04/30/08 10:09:52 AM
by Ron Walker

Chinese stocks have been under enormous pressure since October, declining by almost 50% as represented on the Shanghai Composite Index ($SSEC). But could tax relief on equity trading stop the Chinese stock market from bleeding? The answer may be found on the popular electronically traded fund FXI.

Security:   FXI
Position:   N/A

During the sharp selloff from October to March, FXI (iShares FTSE/Xinaua China 25) declined by almost 50% in less than six months (Figure 1). FXI is an exchange traded fund (ETF) that represents the performance of the largest companies in the China equity market. Support was established near 120 as many world markets found a bottom in March. The upside move was marked by a bullish cross of the moving average convergence/divergence (MACD) (12, 26, 9) and an oversold stochastic (14, 3, 3) with positive divergence preceding the move. The positive directional index (+DI) soared, pulling above the negative directional index (-DI) just as FXI was breaking its downtrend. By the first day in April, the rally had pushed prices above the intermediate downward trendline, ascending above the 50-day exponential moving average (EMA). This bullish strength caused the10-day EMA to move above the 20-day EMA. However, the advance found resistance at the 200-day EMA as the stochastic (14) reinforced short-term bearish sentiment by crossing below its signal line and tipping lower out of overbought territory. This caused prices to suffer a reaction, as they under went a volatile period to test the recent breakout of the downward trendline.

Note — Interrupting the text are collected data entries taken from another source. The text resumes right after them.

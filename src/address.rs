//! Destination address codec
//!
//! ```text
//! +------+----------------------+------+
//! | ATYP |       DST.ADDR       | PORT |
//! +------+----------------------+------+
//! |  1   | 4 / 16 / 1 + domain  |  2   |
//! +------+----------------------+------+
//! ```
//!
//! The family tags are the SOCKS5 ones (0x01 IPv4, 0x03 domain, 0x04 IPv6). The protocol
//! document lists 0x02 for IPv6, which no deployed peer uses.

use std::fmt;
use std::io;
use std::net::{Ipv4Addr, Ipv6Addr, SocketAddr, SocketAddrV4, SocketAddrV6};

use bytes::{Buf, BufMut};
use tokio::io::{AsyncRead, AsyncReadExt};

use crate::error::{Error, Result};

pub const FAMILY_IPV4: u8 = 0x01;
pub const FAMILY_DOMAIN: u8 = 0x03;
pub const FAMILY_IPV6: u8 = 0x04;

/// Longest domain name the one-byte length prefix can carry.
pub const MAX_DOMAIN_LEN: usize = u8::MAX as usize;

/// Upper bound of an encoded address: tag, length byte, domain, port.
pub const MAX_ADDRESS_LEN: usize = 1 + 1 + MAX_DOMAIN_LEN + 2;

/// Proxy destination
#[derive(Debug, Clone, PartialEq, Eq, Hash)]
pub enum Address {
    Socket(SocketAddr),
    Domain(String, u16),
}

impl Address {
    pub fn port(&self) -> u16 {
        match self {
            Self::Socket(addr) => addr.port(),
            Self::Domain(_, port) => *port,
        }
    }

    pub fn is_domain(&self) -> bool {
        matches!(self, Self::Domain(..))
    }

    /// Exact number of bytes [`Address::encode`] produces.
    pub fn encoded_len(&self) -> usize {
        match self {
            Self::Socket(SocketAddr::V4(_)) => 1 + 4 + 2,
            Self::Socket(SocketAddr::V6(_)) => 1 + 16 + 2,
            Self::Domain(name, _) => 1 + 1 + name.len() + 2,
        }
    }

    /// Serializes the address into `buf`.
    ///
    /// Fails only for domain names longer than 255 bytes; nothing is written in that case.
    pub fn encode<B: BufMut>(&self, buf: &mut B) -> Result<()> {
        match self {
            Self::Socket(SocketAddr::V4(addr)) => {
                buf.put_u8(FAMILY_IPV4);
                buf.put_slice(&addr.ip().octets());
                buf.put_u16(addr.port());
            }
            Self::Socket(SocketAddr::V6(addr)) => {
                buf.put_u8(FAMILY_IPV6);
                buf.put_slice(&addr.ip().octets());
                buf.put_u16(addr.port());
            }
            Self::Domain(name, port) => {
                if name.len() > MAX_DOMAIN_LEN {
                    return Err(Error::DomainTooLong {
                        len: name.len(),
                        max: MAX_DOMAIN_LEN,
                    });
                }
                buf.put_u8(FAMILY_DOMAIN);
                buf.put_u8(name.len() as u8);
                buf.put_slice(name.as_bytes());
                buf.put_u16(*port);
            }
        }
        Ok(())
    }

    /// Reads one address from a stream with the default domain bound.
    pub async fn read<R>(reader: &mut R) -> Result<Self>
    where
        R: AsyncRead + Unpin + ?Sized,
    {
        Self::read_bounded(reader, MAX_DOMAIN_LEN).await
    }

    /// Reads one address, rejecting domain names longer than `max_domain_len` before
    /// reading them.
    pub async fn read_bounded<R>(reader: &mut R, max_domain_len: usize) -> Result<Self>
    where
        R: AsyncRead + Unpin + ?Sized,
    {
        let family = reader.read_u8().await?;
        match family {
            FAMILY_IPV4 => {
                let mut octets = [0u8; 4];
                reader.read_exact(&mut octets).await.map_err(truncated)?;
                let port = reader.read_u16().await.map_err(truncated)?;
                Ok(Self::Socket(SocketAddr::V4(SocketAddrV4::new(
                    Ipv4Addr::from(octets),
                    port,
                ))))
            }
            FAMILY_IPV6 => {
                let mut octets = [0u8; 16];
                reader.read_exact(&mut octets).await.map_err(truncated)?;
                let port = reader.read_u16().await.map_err(truncated)?;
                Ok(Self::Socket(SocketAddr::V6(SocketAddrV6::new(
                    Ipv6Addr::from(octets),
                    port,
                    0,
                    0,
                ))))
            }
            FAMILY_DOMAIN => {
                let max = max_domain_len.min(MAX_DOMAIN_LEN);
                let len = reader.read_u8().await.map_err(truncated)? as usize;
                if len > max {
                    return Err(Error::DomainTooLong { len, max });
                }
                let mut name = [0u8; MAX_DOMAIN_LEN];
                reader.read_exact(&mut name[..len]).await.map_err(truncated)?;
                let port = reader.read_u16().await.map_err(truncated)?;
                Ok(Self::Domain(domain_from_bytes(&name[..len])?, port))
            }
            other => Err(Error::UnknownAddressFamily(other)),
        }
    }

    /// Decodes one address from an in-memory buffer, advancing it past the address.
    pub fn decode<B: Buf>(buf: &mut B) -> Result<Self> {
        if !buf.has_remaining() {
            return Err(Error::Framing("missing address family"));
        }
        match buf.get_u8() {
            FAMILY_IPV4 => {
                if buf.remaining() < 4 + 2 {
                    return Err(Error::Framing("truncated IPv4 address"));
                }
                let mut octets = [0u8; 4];
                buf.copy_to_slice(&mut octets);
                let port = buf.get_u16();
                Ok(Self::Socket(SocketAddr::from((octets, port))))
            }
            FAMILY_IPV6 => {
                if buf.remaining() < 16 + 2 {
                    return Err(Error::Framing("truncated IPv6 address"));
                }
                let mut octets = [0u8; 16];
                buf.copy_to_slice(&mut octets);
                let port = buf.get_u16();
                Ok(Self::Socket(SocketAddr::from((octets, port))))
            }
            FAMILY_DOMAIN => {
                if !buf.has_remaining() {
                    return Err(Error::Framing("missing domain length"));
                }
                let len = buf.get_u8() as usize;
                if buf.remaining() < len + 2 {
                    return Err(Error::Framing("truncated domain name"));
                }
                let mut name = [0u8; MAX_DOMAIN_LEN];
                buf.copy_to_slice(&mut name[..len]);
                let port = buf.get_u16();
                Ok(Self::Domain(domain_from_bytes(&name[..len])?, port))
            }
            other => Err(Error::UnknownAddressFamily(other)),
        }
    }
}

/// EOF inside an address is malformed input, not an ordinary close.
fn truncated(err: io::Error) -> Error {
    if err.kind() == io::ErrorKind::UnexpectedEof {
        Error::Framing("truncated address")
    } else {
        Error::Io(err)
    }
}

fn domain_from_bytes(bytes: &[u8]) -> Result<String> {
    std::str::from_utf8(bytes)
        .map(str::to_owned)
        .map_err(|_| Error::Framing("domain name is not valid UTF-8"))
}

impl From<SocketAddr> for Address {
    fn from(addr: SocketAddr) -> Self {
        Self::Socket(addr)
    }
}

impl fmt::Display for Address {
    fn fmt(&self, f: &mut fmt::Formatter<'_>) -> fmt::Result {
        match self {
            Self::Socket(addr) => write!(f, "{}", addr),
            Self::Domain(name, port) => write!(f, "{}:{}", name, port),
        }
    }
}

impl std::str::FromStr for Address {
    type Err = Error;

    /// Parses `ip:port`, `[ipv6]:port` or `domain:port`.
    fn from_str(s: &str) -> Result<Self> {
        if let Ok(addr) = s.parse::<SocketAddr>() {
            return Ok(Self::Socket(addr));
        }
        let (host, port) = s
            .rsplit_once(':')
            .ok_or_else(|| Error::Config(format!("address {} has no port", s)))?;
        let port = port
            .parse::<u16>()
            .map_err(|_| Error::Config(format!("invalid port in {}", s)))?;
        if host.is_empty() || host.len() > MAX_DOMAIN_LEN {
            return Err(Error::Config(format!("invalid host in {}", s)));
        }
        Ok(Self::Domain(host.to_string(), port))
    }
}

#[cfg(test)]
mod tests {
    use super::*;
    use bytes::BytesMut;

    async fn round_trip(addr: &Address) -> Address {
        let mut buf = BytesMut::with_capacity(addr.encoded_len());
        addr.encode(&mut buf).unwrap();
        assert_eq!(buf.len(), addr.encoded_len());
        let mut reader = &buf[..];
        let decoded = Address::read(&mut reader).await.unwrap();
        assert!(reader.is_empty());
        decoded
    }

    #[tokio::test]
    async fn test_round_trip_boundaries() {
        let cases = [
            Address::Socket("1.2.3.4:0".parse().unwrap()),
            Address::Socket("255.255.255.255:65535".parse().unwrap()),
            Address::Socket("[2001:db8::1]:443".parse().unwrap()),
            Address::Domain("a".into(), 65535),
            Address::Domain("x".repeat(MAX_DOMAIN_LEN), 0),
        ];
        for addr in &cases {
            assert_eq!(&round_trip(addr).await, addr);
        }
    }

    #[test]
    fn test_wire_layout() {
        let mut buf = BytesMut::new();
        Address::Socket("10.0.0.1:80".parse().unwrap()).encode(&mut buf).unwrap();
        assert_eq!(&buf[..], &[0x01, 10, 0, 0, 1, 0, 80]);

        let mut buf = BytesMut::new();
        Address::Socket("[::1]:53".parse().unwrap()).encode(&mut buf).unwrap();
        assert_eq!(buf[0], 0x04);
        assert_eq!(buf.len(), 19);
        assert_eq!(&buf[17..], &[0, 53]);

        let mut buf = BytesMut::new();
        Address::Domain("example.com".into(), 443).encode(&mut buf).unwrap();
        assert_eq!(buf[0], 0x03);
        assert_eq!(buf[1], 11);
        assert_eq!(&buf[2..13], b"example.com");
        assert_eq!(&buf[13..], &[0x01, 0xbb]);
    }

    #[test]
    fn test_encode_rejects_long_domain() {
        let mut buf = BytesMut::new();
        let addr = Address::Domain("x".repeat(MAX_DOMAIN_LEN + 1), 80);
        assert!(matches!(
            addr.encode(&mut buf),
            Err(Error::DomainTooLong { len: 256, .. })
        ));
        assert!(buf.is_empty());
    }

    #[tokio::test]
    async fn test_bounded_read_rejects_before_reading_name() {
        let wire = [FAMILY_DOMAIN, 200, b'a', b'b'];
        let mut reader = &wire[..];
        let err = Address::read_bounded(&mut reader, 64).await.unwrap_err();
        assert!(matches!(err, Error::DomainTooLong { len: 200, max: 64 }));
        // The name bytes were never consumed.
        assert_eq!(reader, &[b'a', b'b']);
    }

    #[tokio::test]
    async fn test_bound_clamped_to_wire_maximum() {
        // A caller bound above 255 still accepts every length the wire can carry.
        let mut wire = vec![FAMILY_DOMAIN, 255];
        wire.extend_from_slice(&[b'a'; 255]);
        wire.extend_from_slice(&[0x00, 0x35]);
        let mut reader = &wire[..];
        let addr = Address::read_bounded(&mut reader, 1024).await.unwrap();
        assert_eq!(addr, Address::Domain("a".repeat(255), 53));

        let wire = [FAMILY_DOMAIN, 65];
        let mut reader = &wire[..];
        let err = Address::read_bounded(&mut reader, 64).await.unwrap_err();
        assert!(err.to_string().contains("exceeds limit 64"));
    }

    #[tokio::test]
    async fn test_truncated_address_is_framing_error() {
        for wire in [
            &[FAMILY_DOMAIN, 10, b'a', b'b', b'c'][..],
            &[FAMILY_DOMAIN][..],
            &[FAMILY_IPV4, 127, 0][..],
            &[FAMILY_IPV6, 0, 0, 0, 0, 0, 0, 0, 0, 0, 0, 0, 0, 0, 0, 0, 1, 0][..],
        ] {
            let mut reader = wire;
            let err = Address::read(&mut reader).await.unwrap_err();
            assert!(matches!(err, Error::Framing(_)), "{:?}", wire);
            assert!(!err.is_closed_or_canceled());
        }

        // Nothing at all is still an ordinary end of stream.
        let mut empty: &[u8] = &[];
        let err = Address::read(&mut empty).await.unwrap_err();
        assert!(err.is_closed_or_canceled());
    }

    #[tokio::test]
    async fn test_unknown_family() {
        // 0x02 is what the written protocol document claims for IPv6.
        let wire = [0x02, 0, 0, 0, 0];
        let mut reader = &wire[..];
        assert!(matches!(
            Address::read(&mut reader).await,
            Err(Error::UnknownAddressFamily(0x02))
        ));
    }

    #[test]
    fn test_decode_from_buf() {
        let mut buf = BytesMut::new();
        let addr = Address::Domain("dns.google".into(), 53);
        addr.encode(&mut buf).unwrap();
        buf.put_slice(b"payload");

        let mut cursor = &buf[..];
        assert_eq!(Address::decode(&mut cursor).unwrap(), addr);
        assert_eq!(cursor, b"payload");

        let mut short = &buf[..5];
        assert!(matches!(Address::decode(&mut short), Err(Error::Framing(_))));
    }

    #[test]
    fn test_parse() {
        assert_eq!(
            "1.1.1.1:53".parse::<Address>().unwrap(),
            Address::Socket("1.1.1.1:53".parse().unwrap())
        );
        assert_eq!(
            "example.com:443".parse::<Address>().unwrap(),
            Address::Domain("example.com".into(), 443)
        );
        assert!("example.com".parse::<Address>().is_err());
        assert_eq!(Address::Domain("example.com".into(), 8080).to_string(), "example.com:8080");
    }
}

FIGURE 1: FXI, DAILY. On April 23, prices broke above overhead resistance on huge volume. That coincided with the bullish cross of the ADX rising above the negative directional index (-DI). The MACD also rose with positive divergence in place.
Graphic provided by:
As prices underwent a reaction, they did not go down through the trendline, having been contained at the 20-day EMA. Therefore, the trendline maintained its authority as prices bounced off of the 20-day EMA as seen in Figure 1. Once the reaction concluded, positive divergence developed on the MACD as prices rose to test overhead resistance near 155.50. With the advance under way again, the stochastic (14, 3, 3) got a bullish cross and began to recycle back up on its way to previous highs. The relative strength index (RSI) (14) has also formed multiple points of long-term positive divergence, which is a characteristic that occurs on the RSI just before a change in trend occurs. The fast recovery caused prices to once again rise to test the 200-day EMA. Then on April 23, the ETF flexed is muscles once again, as prices gapped up and rose by a whopping 5.99%. This price surge allowed FXI to break above overhead resistance near 155.50, producing a one-day gain of $8.91. The breakout was sustained by a dramatic increase in volume. In addition, prices broke out of an inverse head & shoulders pattern, with its neckline being at the 155.50 level.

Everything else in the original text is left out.